I hope to write about my quest to lose the "last" sixteen pounds. The ones that are stuck on my hips and belly and the backs of my arms, the ones that the little voice in my head tells me are permanent unless I get a little crazy. It's about trying to find a bit of balance while on this quest. Sometime I'll tell you the meaning that sixteen has in my life, above and beyond the number on the scale.

I've done, and continue to do, a vast variety of things to make it to this goal. I have been strict as hell with my diet, using a diet program to track every calorie in and out. I work out four days a week (it would be like seven, eight, ten... except I'm trying to find a balance between my family and my workout). I've said screw it all and eaten Halloween candy until I was sick. Okay, this doesn't count as getting me to my goal, but for the sake of honesty, it's something I've done. I want to do triathalons. I plan to complete an Ironman before I die.
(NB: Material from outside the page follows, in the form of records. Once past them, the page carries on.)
//! The compact external handle for a bulletin.

use std::fmt;
use std::str::FromStr;

use bulletin_proto::TopicHash;

use crate::domain::errors::StoreError;
use crate::domain::keys::{low3, low5, SN_LEN};

/// Binary length of a gany URL: `TopicHash4 || BlockTime5 || TxIndex3`.
pub const GANY_URL_LEN: usize = 12;

/// URL scheme prefix of the string form.
pub const GANY_URL_SCHEME: &str = "gany://";

/// A 12-byte bulletin handle: the first four bytes of the topic hash
/// followed by the creation's serial number. The handle is stable across
/// overwrites because the chain is materialized by replacement under the
/// original serial number.
///
/// String form: `gany://<topic-hash-4 hex>.<block-time decimal>.<tx-index decimal>`.
#[derive(Debug, Clone, Copy, PartialEq, Eq, Hash)]
pub struct GanyUrl([u8; GANY_URL_LEN]);

impl GanyUrl {
    pub fn new(topic_hash: &TopicHash, sn: [u8; SN_LEN]) -> Self {
        let mut url = [0u8; GANY_URL_LEN];
        url[..4].copy_from_slice(&topic_hash[..4]);
        url[4..].copy_from_slice(&sn);
        Self(url)
    }

    /// Build a URL from block coordinates instead of a pre-minted SN.
    pub fn from_block_coords(topic_hash: &TopicHash, block_time: i64, tx_index: i64) -> Self {
        let mut sn = [0u8; SN_LEN];
        sn[..5].copy_from_slice(&low5(block_time));
        sn[5..].copy_from_slice(&low3(tx_index));
        Self::new(topic_hash, sn)
    }

    pub fn from_bytes(bytes: &[u8]) -> Result<Self, StoreError> {
        if bytes.len() != GANY_URL_LEN {
            return Err(StoreError::InvalidUrl {
                message: format!("expected {} bytes, got {}", GANY_URL_LEN, bytes.len()),
            });
        }
        let mut url = [0u8; GANY_URL_LEN];
        url.copy_from_slice(bytes);
        Ok(Self(url))
    }

    pub fn as_bytes(&self) -> &[u8; GANY_URL_LEN] {
        &self.0
    }

    /// First four bytes of the topic hash.
    pub fn topic_prefix(&self) -> &[u8] {
        &self.0[..4]
    }

    /// The embedded serial number.
    pub fn sn(&self) -> [u8; SN_LEN] {
        let mut sn = [0u8; SN_LEN];
        sn.copy_from_slice(&self.0[4..]);
        sn
    }

    /// Positional index into the slot-range bucket: the low TxIndex byte.
    pub fn slot_index(&self) -> usize {
        self.0[GANY_URL_LEN - 1] as usize
    }

    /// Block time encoded in the handle.
    pub fn block_time(&self) -> u64 {
        let mut buf = [0u8; 8];
        buf[3..].copy_from_slice(&self.0[4..9]);
        u64::from_be_bytes(buf)
    }

    /// Transaction ordinal encoded in the handle.
    pub fn tx_index(&self) -> u32 {
        let mut buf = [0u8; 4];
        buf[1..].copy_from_slice(&self.0[9..]);
        u32::from_be_bytes(buf)
    }
}

impl fmt::Display for GanyUrl {
    fn fmt(&self, f: &mut fmt::Formatter<'_>) -> fmt::Result {
        write!(
            f,
            "{}{}.{}.{}",
            GANY_URL_SCHEME,
            hex::encode(self.topic_prefix()),
            self.block_time(),
            self.tx_index()
        )
    }
}

impl FromStr for GanyUrl {
    type Err = StoreError;

    fn from_str(s: &str) -> Result<Self, Self::Err> {
        let rest = s.strip_prefix(GANY_URL_SCHEME).ok_or_else(|| {
            StoreError::InvalidUrl {
                message: format!("missing {} prefix", GANY_URL_SCHEME),
            }
        })?;

        let mut parts = rest.splitn(3, '.');
        let (topic, time, index) = match (parts.next(), parts.next(), parts.next()) {
            (Some(t), Some(b), Some(i)) => (t, b, i),
            _ => {
                return Err(StoreError::InvalidUrl {
                    message: "expected topic.blocktime.txindex".to_string(),
                })
            }
        };

        let topic_bytes = hex::decode(topic).map_err(|e| StoreError::InvalidUrl {
            message: format!("topic hash prefix: {}", e),
        })?;
        if topic_bytes.len() != 4 {
            return Err(StoreError::InvalidUrl {
                message: format!("topic hash prefix must be 4 bytes, got {}", topic_bytes.len()),
            });
        }

        let block_time: u64 = time.parse().map_err(|_| StoreError::InvalidUrl {
            message: format!("block time '{}' is not a decimal", time),
        })?;
        if block_time >= 1u64 << 40 {
            return Err(StoreError::InvalidUrl {
                message: "block time exceeds five bytes".to_string(),
            });
        }

        let tx_index: u32 = index.parse().map_err(|_| StoreError::InvalidUrl {
            message: format!("tx index '{}' is not a decimal", index),
        })?;
        if tx_index >= 1 << 24 {
            return Err(StoreError::InvalidUrl {
                message: "tx index exceeds three bytes".to_string(),
            });
        }

        let mut url = [0u8; GANY_URL_LEN];
        url[..4].copy_from_slice(&topic_bytes);
        url[4..9].copy_from_slice(&low5(block_time as i64));
        url[9..].copy_from_slice(&low3(tx_index as i64));
        Ok(Self(url))
    }
}

#[cfg(test)]
mod tests {
    use super::*;

    #[test]
    fn test_layout() {
        let topic_hash = [0x12u8; 32];
        let url = GanyUrl::from_block_coords(&topic_hash, 1_700_000_010, 0x0102_03);
        assert_eq!(url.topic_prefix(), &[0x12; 4]);
        assert_eq!(url.block_time(), 1_700_000_010);
        assert_eq!(url.tx_index(), 0x0102_03);
        assert_eq!(url.slot_index(), 0x03);
    }

    #[test]
    fn test_string_round_trip() {
        let topic_hash = [0xABu8; 32];
        let url = GanyUrl::from_block_coords(&topic_hash, 1_700_000_010, 42);
        let text = url.to_string();
        assert_eq!(text, "gany://abababab.1700000010.42");
        assert_eq!(text.parse::<GanyUrl>().unwrap(), url);
    }

    #[test]
    fn test_parse_rejects_bad_scheme() {
        assert!("http://abababab.1.2".parse::<GanyUrl>().is_err());
    }

    #[test]
    fn test_parse_rejects_bad_shapes() {
        assert!("gany://abababab.1700000010".parse::<GanyUrl>().is_err());
        assert!("gany://zzzz.1.2".parse::<GanyUrl>().is_err());
        assert!("gany://ababab.1.2".parse::<GanyUrl>().is_err());
        assert!("gany://abababab.x.2".parse::<GanyUrl>().is_err());
        assert!("gany://abababab.1099511627776.2".parse::<GanyUrl>().is_err());
        assert!("gany://abababab.1.16777216".parse::<GanyUrl>().is_err());
    }

    #[test]
    fn test_from_bytes_length_check() {
        assert!(GanyUrl::from_bytes(&[0u8; 11]).is_err());
        assert!(GanyUrl::from_bytes(&[0u8; 12]).is_ok());
    }
}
So why start a blog? Mostly because I've been reading a lot of them lately. Probably because I need somewhere to whine and vent, and my husband's getting pretty sick of hearing about the size of my ass and 50 recipes you can make with chickpeas. You know how you can see something, or watch something, or read something and end up saying "I could totally do that!" I did the same thing a bunch of years ago when Trading Spaces was new on TLC. I was convinced I could be an interior designer... never mind my complete lack of artistic ability. I made a couple pieces of silly artwork, covered a couch, made a few throw pillows, and by then it was out of my system.
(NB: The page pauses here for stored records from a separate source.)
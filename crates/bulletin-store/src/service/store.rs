//! The insert/overwrite/delete state machine.
//!
//! Every accepted creation writes three records on the block's write
//! batch: the main record and two secondary index records, all sharing a
//! TTL derived from the bulletin's declared expiry. Overwrites replace
//! the main value in place under the original creation's key, so the
//! compact URL handle stays stable across versions.

use std::time::Duration;

use bulletin_proto::{Bulletin, BulletinType, TxEnvelope};

use crate::domain::config::StoreConfig;
use crate::domain::errors::StoreError;
use crate::domain::keys;
use crate::domain::ttl::to_valid_ttl;
use crate::ports::outbound::WriteBatch;

/// The write-path state machine. Stateless between calls; all persistence
/// goes through the caller-supplied batch.
#[derive(Debug, Clone)]
pub struct BulletinStore {
    config: StoreConfig,
}

impl BulletinStore {
    pub fn new(config: StoreConfig) -> Self {
        Self { config }
    }

    pub fn config(&self) -> &StoreConfig {
        &self.config
    }

    /// Apply one delivered envelope at `(block_time, tx_index)`.
    ///
    /// An empty `old_sn` routes to the creation path, anything else to
    /// the overwrite path. `now` is the clock reading used for every TTL
    /// derived by this call.
    pub fn put(
        &self,
        batch: &mut dyn WriteBatch,
        envelope: &TxEnvelope,
        block_time: i64,
        tx_index: i64,
        now: i64,
    ) -> Result<(), StoreError> {
        let bulletin = envelope.bulletin()?;
        if bulletin.is_modify() {
            self.overwrite(batch, envelope, &bulletin, now)
        } else {
            self.create(batch, envelope, &bulletin, block_time, tx_index, now)
        }
    }

    fn create(
        &self,
        batch: &mut dyn WriteBatch,
        envelope: &TxEnvelope,
        bulletin: &Bulletin,
        block_time: i64,
        tx_index: i64,
        now: i64,
    ) -> Result<(), StoreError> {
        // An empty content list on a creation writes nothing.
        if bulletin.content_list.is_empty() {
            return Ok(());
        }

        // Censor records may reference old material; everything below
        // them in the enum must be fresh relative to the block.
        if bulletin.bulletin_type < BulletinType::Censor
            && bulletin.timestamp < block_time - self.config.max_backdate_secs
        {
            return Err(StoreError::TimestampTooLong {
                timestamp: bulletin.timestamp,
                block_time,
            });
        }

        let sn = keys::sn_from_block_coords(block_time, tx_index);
        let topic_hash = bulletin.topic_hash();
        let head = keys::main_key_head(bulletin.bulletin_type, &topic_hash, bulletin.timestamp);
        let main_key = keys::main_key(&head, &sn, &bulletin.from);
        let id = envelope.bulletin_id()?;

        let mut value = Vec::with_capacity(
            keys::ID_LIST_OFFSET + keys::BULLETIN_ID_LEN + envelope.len(),
        );
        value.extend_from_slice(&topic_hash);
        value.extend_from_slice(&1u32.to_be_bytes());
        value.extend_from_slice(&id);
        value.extend_from_slice(envelope.as_bytes());

        let ttl = to_valid_ttl(bulletin.duration, now);
        batch.set(&main_key, &value, ttl)?;
        batch.set(&keys::index_by_sn_key(&sn), &head, ttl)?;
        self.append_to_slot_bucket(batch, &sn, &head, ttl, now)?;
        Ok(())
    }

    /// Append a main-key head to the `(BlockTime5, TxIndexHi2)` bucket,
    /// in delivery order. URL resolution indexes into the bucket by
    /// position, so the order must never change. A later append keeps
    /// whichever expiration reaches further.
    fn append_to_slot_bucket(
        &self,
        batch: &mut dyn WriteBatch,
        sn: &[u8; keys::SN_LEN],
        head: &[u8; keys::MAIN_KEY_HEAD_LEN],
        ttl: Duration,
        now: i64,
    ) -> Result<(), StoreError> {
        let bucket_key = keys::slot_range_key(sn);
        let existing = batch.get(&bucket_key)?;

        let entry = match existing {
            None => {
                batch.set(&bucket_key, head, ttl)?;
                return Ok(());
            }
            Some(entry) => entry,
        };

        let mut merged = Vec::with_capacity(entry.value.len() + head.len());
        merged.extend_from_slice(&entry.value);
        merged.extend_from_slice(head);

        let new_expire = now + ttl.as_secs() as i64;
        let keep = if (entry.expires_at as i64) > new_expire {
            Duration::from_secs(entry.expires_at - now as u64)
        } else {
            ttl
        };
        batch.set(&bucket_key, &merged, keep)?;
        Ok(())
    }

    fn overwrite(
        &self,
        batch: &mut dyn WriteBatch,
        envelope: &TxEnvelope,
        bulletin: &Bulletin,
        now: i64,
    ) -> Result<(), StoreError> {
        if bulletin.old_sn.len() != keys::SN_LEN {
            return Err(StoreError::InvalidOldSn {
                len: bulletin.old_sn.len(),
            });
        }
        let mut sn = [0u8; keys::SN_LEN];
        sn.copy_from_slice(&bulletin.old_sn);

        // The overwrite targets the ORIGINAL creation's key: same head
        // fields, the old SN, and the same author fingerprint.
        let topic_hash = bulletin.topic_hash();
        let head = keys::main_key_head(bulletin.bulletin_type, &topic_hash, bulletin.timestamp);
        let main_key = keys::main_key(&head, &sn, &bulletin.from);

        let entry = batch
            .get(&main_key)?
            .ok_or(StoreError::CantFindOldBulletin)?;
        let (_, count, id_list, stored_envelope) =
            keys::split_main_value(&entry.value).ok_or_else(|| StoreError::Store {
                message: format!("truncated main record for sn {}", keys::sn_hex(&sn)),
            })?;

        let stored = TxEnvelope::from_bytes(stored_envelope.to_vec());
        let old_bulletin = stored.bulletin()?;
        if !old_bulletin.can_be_overwritten_by(bulletin) {
            return Err(StoreError::CantOverwriteBulletin);
        }

        // Empty content on an overwrite means deletion. The two index
        // records are left to age out; readers tolerate the stale
        // entries by re-checking the stored topic hash.
        if bulletin.content_list.is_empty() {
            batch.delete(&main_key)?;
            return Ok(());
        }

        let new_id = envelope.bulletin_id()?;
        let mut value = Vec::with_capacity(
            keys::ID_LIST_OFFSET + id_list.len() + keys::BULLETIN_ID_LEN + envelope.len(),
        );
        value.extend_from_slice(&topic_hash);
        value.extend_from_slice(&(count + 1).to_be_bytes());
        value.extend_from_slice(id_list);
        value.extend_from_slice(&new_id);
        value.extend_from_slice(envelope.as_bytes());

        batch.set(&main_key, &value, to_valid_ttl(bulletin.duration, now))?;
        Ok(())
    }
}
I have such high hopes for this blog though!

I've found there's this unbridled honesty in the blogs I've been reading that I envy. Anonymous honesty. The ability to just type whatever comes to mind and not care if someone reads it, or learns something fabulous, or just thinks you're a total idiot. So I'm just going to put it all down, and if you take issue with that, so be it.

By the way, did I mention that I'm trying to cut my family's food bill? By a lot? Not because we ate extravagantly before, but because money has been tight around here, and this seems like a relatively easy undertaking. I'm trying to get us to around $250/month for the four of us - or about $2/day each. I'm not really planning to take pictures of receipts and such, but I am keeping a running tally for the month. (And for last month, when we came in at $217.68 which in retrospect didn't include a Sam's Club trip, so that number is off. Great start, right?)

So, I plan to write about weight loss, and gain. Workouts and the lack thereof. Cooking and food, and being a non-red-meat-eater when I know my husband wishes I would just cook him a steak sometimes.

I hope it turns out just like I envision.